Give him a massive hug from us. Tell him how much you appreciate him and don't invite them again.

Santaiswashinghissleigh · 25/12/2023 13:33

Shame your oven hs broken. They better leave coz lunch is off... What utter cunts.

Justmuddlingalong · 25/12/2023 13:33

Not today, but you need to say something. That is beyond rude and they're quite happy to accept his cooking and hospitality? This would be the last time that would be happening. He must feel shite, but please reassure him that you've got his back.

MargotBamborough · 25/12/2023 13:33

Your poor husband.

If you had posted this saying you were hosting your in laws and you were the only one without a gift, people would want to know what your husband had done to address this with his family, and if the answer was nothing, they would say you had a husband problem.

So what are you doing to address this with your family? Have you told them how your husband feels and asked them why they feel able to accept the hospitality of someone they dislike so much they won't buy even a token gift for at Christmas?

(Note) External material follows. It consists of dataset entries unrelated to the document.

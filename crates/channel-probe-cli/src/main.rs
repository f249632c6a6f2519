// crates/channel-probe-cli/src/main.rs
// ============================================================================
// Module: Channel Probe CLI Entry Point
// Description: Command dispatcher for suite runs, catalog listing, and prediction.
// Purpose: Probe a chat service create-channel endpoint from the command line.
// Dependencies: channel-probe-cli, clap, serde_jcs, thiserror, tokio, tracing-subscriber
// ============================================================================

//! ## Overview
//! `channel-probe run` executes the create-channel suite against a live host,
//! `channel-probe cases` lists the catalog, and `channel-probe predict` shows
//! what the contract model expects for an arbitrary request. Logs go to
//! stderr so stdout carries only command output.

// ============================================================================
// SECTION: Imports
// ============================================================================

use std::fs;
use std::io::Write;
use std::path::PathBuf;
use std::process::ExitCode;

use channel_probe_cli::Case;
use channel_probe_cli::CaseGroup;
use channel_probe_cli::ProbeConfig;
use channel_probe_cli::ProbeOverrides;
use channel_probe_cli::Suite;
use channel_probe_cli::SuiteOptions;
use channel_probe_cli::create_channel_cases;
use channel_probe_client::ChannelApiClient;
use channel_probe_contract::CREATE_CHANNEL_PATH;
use channel_probe_contract::ExpectedOutcome;
use channel_probe_contract::ProbeRequest;
use channel_probe_contract::TokenState;
use channel_probe_contract::predict;
use clap::Args;
use clap::Parser;
use clap::Subcommand;
use clap::ValueEnum;
use serde::Serialize;
use serde_json::Value;
use thiserror::Error;
use tracing_subscriber::EnvFilter;
use tracing_subscriber::fmt;

// ============================================================================
// SECTION: CLI Types
// ============================================================================

/// Top-level CLI definition.
#[derive(Parser, Debug)]
#[command(name = "channel-probe", version, disable_help_subcommand = true)]
struct Cli {
    /// Log output format written to stderr.
    #[arg(long, value_enum, default_value_t = LogFormat::Text, global = true)]
    log_format: LogFormat,
    /// Selected subcommand to execute.
    #[command(subcommand)]
    command: Commands,
}

/// Supported CLI subcommands.
#[derive(Subcommand, Debug)]
enum Commands {
    /// Run the create-channel suite against a chat service host.
    Run(RunCommand),
    /// List the case catalog.
    Cases(CasesCommand),
    /// Print the predicted response for a create-channel request.
    Predict(PredictCommand),
}

/// Arguments for `run`.
#[derive(Args, Debug)]
struct RunCommand {
    /// Config file path (overrides `CHANNEL_PROBE_CONFIG`).
    #[arg(long, value_name = "PATH")]
    config: Option<PathBuf>,
    /// Chat service base URL.
    #[arg(long, value_name = "URL")]
    base_url: Option<String>,
    /// Mock-user prefix used for setup and teardown.
    #[arg(long, value_name = "PREFIX")]
    prefix: Option<String>,
    /// Per-request timeout in seconds.
    #[arg(long, value_name = "SECONDS", value_parser = clap::value_parser!(u64).range(1..))]
    timeout_secs: Option<u64>,
    /// Only run cases whose name contains this text.
    #[arg(long, value_name = "TEXT")]
    filter: Option<String>,
    /// Only run cases in this group.
    #[arg(long, value_enum)]
    group: Option<GroupArg>,
    /// Report format written to stdout.
    #[arg(long, value_enum, default_value_t = OutputFormat::Text)]
    format: OutputFormat,
    /// Also write the canonical JSON report to this path.
    #[arg(long, value_name = "PATH")]
    report: Option<PathBuf>,
}

/// Arguments for `cases`.
#[derive(Args, Debug)]
struct CasesCommand {
    /// Output format.
    #[arg(long, value_enum, default_value_t = OutputFormat::Text)]
    format: OutputFormat,
}

/// Arguments for `predict`.
#[derive(Args, Debug)]
struct PredictCommand {
    /// JSON request body.
    #[arg(long, default_value = "{}")]
    body: String,
    /// How the server would classify the session header.
    #[arg(long, value_enum, default_value_t = TokenArg::Valid)]
    token: TokenArg,
    /// HTTP method.
    #[arg(long, default_value = "POST")]
    method: String,
    /// Request path.
    #[arg(long, default_value = CREATE_CHANNEL_PATH)]
    path: String,
}

/// Output formats for command results.
#[derive(ValueEnum, Clone, Copy, Debug, PartialEq, Eq)]
enum OutputFormat {
    /// Human-readable text.
    Text,
    /// Canonical JSON.
    Json,
}

/// Tracing output formats.
#[derive(ValueEnum, Clone, Copy, Debug, PartialEq, Eq)]
enum LogFormat {
    /// Human-readable log lines.
    Text,
    /// JSON log lines.
    Json,
}

/// Case group selector.
#[derive(ValueEnum, Clone, Copy, Debug, PartialEq, Eq)]
enum GroupArg {
    /// Authentication and routing cases.
    Meta,
    /// Body validation cases.
    RequestParams,
    /// Success-path cases.
    BusinessLogic,
}

impl From<GroupArg> for CaseGroup {
    fn from(value: GroupArg) -> Self {
        match value {
            GroupArg::Meta => Self::Meta,
            GroupArg::RequestParams => Self::RequestParams,
            GroupArg::BusinessLogic => Self::BusinessLogic,
        }
    }
}

/// Session token classification selector.
#[derive(ValueEnum, Clone, Copy, Debug, PartialEq, Eq)]
enum TokenArg {
    /// No or empty header.
    Missing,
    /// Unrecognized token.
    Invalid,
    /// Live session token.
    Valid,
}

impl From<TokenArg> for TokenState {
    fn from(value: TokenArg) -> Self {
        match value {
            TokenArg::Missing => Self::Missing,
            TokenArg::Invalid => Self::Invalid,
            TokenArg::Valid => Self::Valid,
        }
    }
}

// ============================================================================
// SECTION: Errors
// ============================================================================

/// CLI error wrapper for user-facing messages.
#[derive(Debug, Error)]
#[error("{message}")]
struct CliError {
    /// Human-readable error message.
    message: String,
}

impl CliError {
    /// Constructs a new [`CliError`].
    const fn new(message: String) -> Self {
        Self {
            message,
        }
    }
}

/// CLI result alias for fallible operations.
type CliResult<T> = Result<T, CliError>;

// ============================================================================
// SECTION: Entry Point
// ============================================================================

/// CLI entry point returning an exit code.
#[tokio::main(flavor = "multi_thread")]
async fn main() -> ExitCode {
    match run().await {
        Ok(code) => code,
        Err(err) => emit_error(&err.to_string()),
    }
}

/// Executes the CLI command dispatcher.
async fn run() -> CliResult<ExitCode> {
    let cli = Cli::parse();
    init_tracing(cli.log_format)?;
    match cli.command {
        Commands::Run(command) => command_run(command).await,
        Commands::Cases(command) => command_cases(&command),
        Commands::Predict(command) => command_predict(&command),
    }
}

/// Installs the stderr tracing subscriber.
fn init_tracing(log_format: LogFormat) -> CliResult<()> {
    let env_filter = EnvFilter::try_from_default_env().unwrap_or_else(|_| EnvFilter::new("info"));
    let subscriber = fmt().with_env_filter(env_filter).with_writer(std::io::stderr);
    let result = match log_format {
        LogFormat::Text => subscriber.try_init(),
        LogFormat::Json => subscriber.json().try_init(),
    };
    result.map_err(|err| CliError::new(format!("failed to init tracing: {err}")))
}

// ============================================================================
// SECTION: Commands
// ============================================================================

/// Executes the `run` command.
async fn command_run(command: RunCommand) -> CliResult<ExitCode> {
    let overrides = ProbeOverrides {
        base_url: command.base_url,
        prefix: command.prefix,
        timeout_secs: command.timeout_secs,
    };
    let config = ProbeConfig::load(command.config.as_deref(), &overrides)
        .map_err(|err| CliError::new(err.to_string()))?;
    let client = ChannelApiClient::new(&config.client_config())
        .map_err(|err| CliError::new(err.to_string()))?;
    let options = SuiteOptions {
        mock_users: config.mock_users_request(),
        filter: command.filter,
        group: command.group.map(CaseGroup::from),
    };
    let suite = Suite::create_channel(options);
    if suite.selected().is_empty() {
        return Err(CliError::new("no cases match the given filters".to_string()));
    }

    let report = suite.run(&client).await;
    let canonical = report
        .to_canonical_json()
        .map_err(|err| CliError::new(format!("failed to serialize report: {err}")))?;
    if let Some(path) = &command.report {
        fs::write(path, &canonical).map_err(|err| {
            CliError::new(format!("failed to write report {}: {err}", path.display()))
        })?;
    }
    match command.format {
        OutputFormat::Text => write_stdout_line(&report.render_text())?,
        OutputFormat::Json => write_stdout_bytes_with_newline(&canonical)?,
    }
    Ok(if report.is_success() { ExitCode::SUCCESS } else { ExitCode::FAILURE })
}

/// Catalog entry as listed by `cases`.
#[derive(Debug, Serialize)]
struct CaseListing<'a> {
    /// Expected HTTP status.
    status: u16,
    /// Full case definition.
    #[serde(flatten)]
    case: &'a Case,
}

/// Executes the `cases` command.
fn command_cases(command: &CasesCommand) -> CliResult<ExitCode> {
    let cases = create_channel_cases();
    match command.format {
        OutputFormat::Text => {
            for case in &cases {
                write_stdout_line(&format!(
                    "{}\t{}\t{}\t{}",
                    case.group,
                    case.name,
                    case.method.as_str(),
                    case.expected.status()
                ))?;
            }
        }
        OutputFormat::Json => {
            let listing: Vec<CaseListing<'_>> = cases
                .iter()
                .map(|case| CaseListing {
                    status: case.expected.status(),
                    case,
                })
                .collect();
            write_canonical_json(&listing)?;
        }
    }
    Ok(ExitCode::SUCCESS)
}

/// Prediction result as printed by `predict`.
#[derive(Debug, Serialize)]
struct PredictionOutput {
    /// Expected HTTP status.
    status: u16,
    /// Expected outcome.
    outcome: ExpectedOutcome,
}

/// Executes the `predict` command.
fn command_predict(command: &PredictCommand) -> CliResult<ExitCode> {
    let body: Value = serde_json::from_str(&command.body)
        .map_err(|err| CliError::new(format!("--body is not valid json: {err}")))?;
    let outcome = predict(&ProbeRequest {
        method: &command.method,
        path: &command.path,
        token: command.token.into(),
        body: &body,
    });
    write_canonical_json(&PredictionOutput {
        status: outcome.status(),
        outcome,
    })?;
    Ok(ExitCode::SUCCESS)
}

// ============================================================================
// SECTION: Output Helpers
// ============================================================================

/// Writes a single line to stdout.
fn write_stdout_line(message: &str) -> CliResult<()> {
    let mut stdout = std::io::stdout();
    writeln!(&mut stdout, "{message}").map_err(|err| CliError::new(output_error("stdout", &err)))
}

/// Writes raw bytes to stdout with a trailing newline.
fn write_stdout_bytes_with_newline(bytes: &[u8]) -> CliResult<()> {
    let mut buffer = bytes.to_vec();
    buffer.push(b'\n');
    std::io::stdout().write_all(&buffer).map_err(|err| CliError::new(output_error("stdout", &err)))
}

/// Writes canonical JSON to stdout.
fn write_canonical_json<T: Serialize>(value: &T) -> CliResult<()> {
    let bytes = serde_jcs::to_vec(value)
        .map_err(|err| CliError::new(format!("failed to serialize output: {err}")))?;
    write_stdout_bytes_with_newline(&bytes)
}

/// Writes a single line to stderr.
fn write_stderr_line(message: &str) -> std::io::Result<()> {
    let mut stderr = std::io::stderr();
    writeln!(&mut stderr, "{message}")
}

/// Formats an output error message.
fn output_error(stream: &str, error: &std::io::Error) -> String {
    format!("failed to write {stream}: {error}")
}

/// Emits an error message to stderr and returns a failure exit code.
fn emit_error(message: &str) -> ExitCode {
    let _ = write_stderr_line(message);
    ExitCode::FAILURE
}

pingusslappyfeet · 25/12/2023 13:33

Sound a bunch of cunts. Is there a backstory? Even if it turns out he’s Bill Sykes re-incarnate, am a bit surprised they’d be happy to sit and eat at the table of a man they so clearly despise.

FiftyandUnfit · 25/12/2023 13:33

Stand up for him and ask them to leave. Tell them they don't serve his hospitality and they won't be welcome again until they rethink how they treat him.

SnowflakeSparkles · 25/12/2023 13:33

I’d go fucking nuclear if it were me, and tell them to leave. I’m not even exaggerating, but my partner is an orphan with a particularly sad upbringing and no family of his own, so perhaps I’m projecting a bit.

I honestly couldn’t abide this, especially on Christmas which is supposed to be intrinsically about forgiveness, kinship and the like.

Poppsidoppsi · 25/12/2023 13:34

That is so awful. Your poor husband. You have two choices, OP; keep quiet and finish the day and then mention something later. Or, pull them up on it now. You are between a rock and a hard place. Whichever option you choose, please don’t let your family get away with this horrible demeaning behaviour. Hugs to your husband.

jays · 25/12/2023 13:34

I would honestly end Christmas and tell them to leave. There treating him disgustingly and unfortunately it’s your place to sort them out and. If you don’t you’re complicit. Poor guy, that’s genuinely upsetting, I’d bounce them out the door OP!

Ifulikepinacoladas · 25/12/2023 13:34

Strawberrycheesecake7 · 25/12/2023 13:32

That’s terrible. I would tell them to get out of my house.

I honestly would do this.

Sometimes there is 'that' moment when you know its the end. Christmas day or not. (We are NC with DHs parents)

How can u sit and eat either them after this?

raindropsonatinroof · 25/12/2023 13:34

SoLongDaisyMay · 25/12/2023 13:32

@2jacqi they're in my living room right now!

So fcking what? I'd be asking them to leave

growgrowinggrown · 25/12/2023 13:34

Totally agree with @raindropsonatinroof, you need to tell your family in to uncertain terms they're pricks and you're disgusted in them. Show your husband your support through action, not quietly consoling him in the kitchen.

Doyouthinktheyknow · 25/12/2023 13:34

I think you should speak with them about it and do not host them ever again.

That’s a horrible thing to do to anyone.

Deathraystare · 25/12/2023 13:34

Let them know what absolute shits they are, how much trouble that he has gone through and why you will never host them ever again or go to there. Should have nipped it in the bud a long time ago!!